When we wrote about Chrome 56 about six weeks ago, we mentioned that Google was working on aggressively throttling background tabs in order to reduce CPU utilization and power consumption. The company's developers must feel like they've ironed out the kinks, because Chrome 57's headlinining feaure is its ability to "limit average CPU load to 1% of a core if an application uses too much CPU in background." The feature is a big enough deal it warrants its own page on the Chrome blog. The release notes for Chrome 57 don't even mention the new throttling policy, focusing instead on support for new features like CSS Grid Layout and Media Session API.
Chromium developer Alexander Timin notes that the background throttling is bypassed for tabs that play audio or maintain real-time connections like WebSockets or WebRTC. We fully expect writers of intrusive scripts to begin abusing this policy any moment now. Despite the self-imposed limitations on throttling, Timins says the changes lead to "25% fewer busy background tabs." Desktop users get the satisfaction of knowing their precious CPU cycles aren't being wasted, but the changes could lead to tangible increases in battery life for Chrome users on laptops and other mobile devices.

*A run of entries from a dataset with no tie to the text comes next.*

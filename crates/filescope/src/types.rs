//! Core types shared by the rule compiler, the engine and the walker

use crate::error::{Result, ScopeError};
use serde::{Deserialize, Serialize};
use std::fmt;
use std::path::{Component, Path, PathBuf};

// ============================================================================
// Source root
// ============================================================================

/// The root of the tree, both as supplied and fully resolved.
///
/// Rules are evaluated against paths under `canonical`. `given` is kept so that
/// classification entries written against a non-canonical spelling of the
/// root still match.
#[derive(Debug, Clone, PartialEq, Eq)]
pub struct SourceRoot {
    pub canonical: PathBuf,
    pub given: PathBuf,
}

impl SourceRoot {
    /// Resolve and validate a root directory.
    pub fn resolve(path: &Path) -> Result<Self> {
        if !path.exists() {
            return Err(ScopeError::RootNotFound(path.to_path_buf()));
        }
        if !path.is_dir() {
            return Err(ScopeError::RootNotDirectory(path.to_path_buf()));
        }
        let canonical = path.canonicalize()?;
        let given = absolutize(path)?;
        Ok(Self { canonical, given })
    }

    /// Absolute path of `rel` under the canonical root.
    pub fn canonical_path(&self, rel: &RelPath) -> PathBuf {
        join_rel(&self.canonical, rel.as_str())
    }

    /// Absolute path of `rel` under the root as supplied.
    pub fn given_path(&self, rel: &RelPath) -> PathBuf {
        join_rel(&self.given, rel.as_str())
    }

    /// Relative path of an absolute path under either spelling of the root.
    pub fn relativize(&self, path: &Path) -> Option<RelPath> {
        path.strip_prefix(&self.canonical)
            .or_else(|_| path.strip_prefix(&self.given))
            .ok()
            .and_then(RelPath::from_path)
    }
}

pub(crate) fn join_rel(base: &Path, rel: &str) -> PathBuf {
    rel.split('/')
        .filter(|s| !s.is_empty())
        .fold(base.to_path_buf(), |p, s| p.join(s))
}

/// Make a path absolute against the working directory and drop `.`/`..` lexically.
pub fn absolutize(path: &Path) -> std::io::Result<PathBuf> {
    let joined = if path.is_absolute() {
        path.to_path_buf()
    } else {
        std::env::current_dir()?.join(path)
    };
    let mut out = PathBuf::new();
    for component in joined.components() {
        match component {
            Component::CurDir => {}
            Component::ParentDir => {
                out.pop();
            }
            other => out.push(other.as_os_str()),
        }
    }
    Ok(out)
}

/// Direction of a path-list entry or glob filter, and the shape of a verdict.
#[derive(Debug, Clone, Copy, PartialEq, Eq, Hash, Serialize, Deserialize)]
#[serde(rename_all = "lowercase")]
pub enum Direction {
    Include,
    Exclude,
}

impl Direction {
    pub fn as_str(&self) -> &'static str {
        match self {
            Direction::Include => "include",
            Direction::Exclude => "exclude",
        }
    }

    pub fn is_include(&self) -> bool {
        matches!(self, Direction::Include)
    }
}

impl fmt::Display for Direction {
    fn fmt(&self, f: &mut fmt::Formatter<'_>) -> fmt::Result {
        f.write_str(self.as_str())
    }
}

/// Whether a candidate is a file or a directory.
#[derive(Debug, Clone, Copy, PartialEq, Eq, Serialize, Deserialize)]
#[serde(rename_all = "lowercase")]
pub enum EntryKind {
    File,
    Dir,
}

/// A normalized, slash-separated path relative to the source root.
///
/// Never contains `.` or `..` segments; the root is the empty path.
#[derive(Debug, Clone, Default, PartialEq, Eq, Hash, PartialOrd, Ord)]
pub struct RelPath {
    inner: String,
}

impl RelPath {
    pub fn root() -> Self {
        Self::default()
    }

    /// Normalize a slash-separated string.
    ///
    /// Empty and `.` segments are dropped and `..` pops the previous segment.
    /// Returns `None` when `..` would climb above the root.
    pub fn parse(raw: &str) -> Option<Self> {
        let mut segments: Vec<&str> = Vec::new();
        for segment in raw.split('/') {
            match segment {
                "" | "." => {}
                ".." => {
                    segments.pop()?;
                }
                other => segments.push(other),
            }
        }
        Some(Self {
            inner: segments.join("/"),
        })
    }

    /// Build from a relative filesystem path (e.g. the result of `strip_prefix`).
    pub fn from_path(path: &Path) -> Option<Self> {
        let mut segments: Vec<String> = Vec::new();
        for component in path.components() {
            match component {
                Component::Normal(name) => segments.push(name.to_string_lossy().into_owned()),
                Component::CurDir => {}
                Component::ParentDir => {
                    segments.pop()?;
                }
                Component::RootDir | Component::Prefix(_) => return None,
            }
        }
        Some(Self {
            inner: segments.join("/"),
        })
    }

    pub fn is_root(&self) -> bool {
        self.inner.is_empty()
    }

    pub fn as_str(&self) -> &str {
        &self.inner
    }

    /// Number of segments; this is a path-list rule's specificity.
    pub fn depth(&self) -> usize {
        if self.inner.is_empty() {
            0
        } else {
            self.inner.split('/').count()
        }
    }

    pub fn segments(&self) -> impl Iterator<Item = &str> {
        self.inner.split('/').filter(|s| !s.is_empty())
    }

    pub fn file_name(&self) -> Option<&str> {
        if self.inner.is_empty() {
            return None;
        }
        Some(match self.inner.rfind('/') {
            Some(idx) => &self.inner[idx + 1..],
            None => &self.inner,
        })
    }

    pub fn parent(&self) -> Option<RelPath> {
        if self.inner.is_empty() {
            return None;
        }
        Some(match self.inner.rfind('/') {
            Some(idx) => Self {
                inner: self.inner[..idx].to_string(),
            },
            None => Self::root(),
        })
    }

    pub fn join(&self, name: &str) -> RelPath {
        if self.inner.is_empty() {
            return Self {
                inner: name.to_string(),
            };
        }
        Self {
            inner: format!("{}/{}", self.inner, name),
        }
    }

    /// True if `ancestor` equals this path or is one of its ancestors, segment-wise.
    pub fn starts_with(&self, ancestor: &RelPath) -> bool {
        if ancestor.is_root() {
            return true;
        }
        match self.inner.strip_prefix(ancestor.as_str()) {
            Some("") => true,
            Some(rest) => rest.starts_with('/'),
            None => false,
        }
    }

    /// This path followed by each of its ancestors, ending with the root.
    pub fn ancestors(&self) -> impl Iterator<Item = &str> {
        let inner = self.inner.as_str();
        let mut next = Some(inner);
        std::iter::from_fn(move || {
            let current = next?;
            next = if current.is_empty() {
                None
            } else {
                Some(current.rfind('/').map_or("", |idx| &current[..idx]))
            };
            Some(current)
        })
    }
}

impl fmt::Display for RelPath {
    fn fmt(&self, f: &mut fmt::Formatter<'_>) -> fmt::Result {
        if self.inner.is_empty() {
            f.write_str(".")
        } else {
            f.write_str(&self.inner)
        }
    }
}

impl Serialize for RelPath {
    fn serialize<S>(&self, serializer: S) -> std::result::Result<S::Ok, S::Error>
    where
        S: serde::Serializer,
    {
        serializer.collect_str(self)
    }
}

The CSS grid layout capabilities are intended to let web developers create two-dimensional grid-based page layouts more easily. Interested readers can check out a blog post dedicated solely to that feature. The Media Session API allows mobile web application developers to integrate multimedia content directly into a device's UI, and do things like adding playback controls to the Android notifications panel.
Google's Chrome 57 developer page also mentions smaller changes like the ability to change the color of the input cursor in text boxes. Meanwhile, the Chromium blog has even more information about the new release. Gerbils who've read enough and just want to update can click here to download Chrome 57.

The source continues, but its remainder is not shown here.